Claire shrugged. “I don't know. I've got some of it: you know, the pictures you've seen, a few other bits and pieces, bracelets, a hairbrush, that sort of thing. Some toys—” (she thought her voice was going to crack, but recovered herself) “—from when she was little. I think Dad threw the rest away. Gave away all her furniture, I know that. There were a lot of other things—photograph albums, all her diaries. I don't know what became of them. They've gone for good.” She paced the length of the forlorn, tiny room in three short steps, and stared out of the window at the back garden, frugal and obsessively tidy like everything else at this house. “Do you talk about her much?” she asked. “I mean, do they ever mention her—Philip and Carol?”

“No.”

“But
you
think about her, don't you?
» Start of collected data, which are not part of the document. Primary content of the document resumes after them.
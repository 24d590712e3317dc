//! Helpers shared by the file-producing backends.
//!
//! - [`ImportCollector`] - Import tracking and deduplication
//! - [`foreign_programs`] - Included programs a program actually references

mod imports;
mod includes;

pub use imports::ImportCollector;
pub use includes::foreign_programs;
I can tell that you do.”

Patrick said, “She may still be alive.” And all at once his voice was pleading.

Claire turned on her heel and left the room. “Let's not go there, OK?”

They were out on the landing together now. Patrick pointed up at the trap door in the ceiling.

“How do I get up there?”

“You can't.”

“All it would take is a ladder.”

“There's nothing there. Just junk.”

She stared at him, willing it not to happen. She didn't want this to be his mission.
She
couldn't go through it all again, for one thing; and it was dangerous for him, too. He was too young, too vulnerable to take on something like this.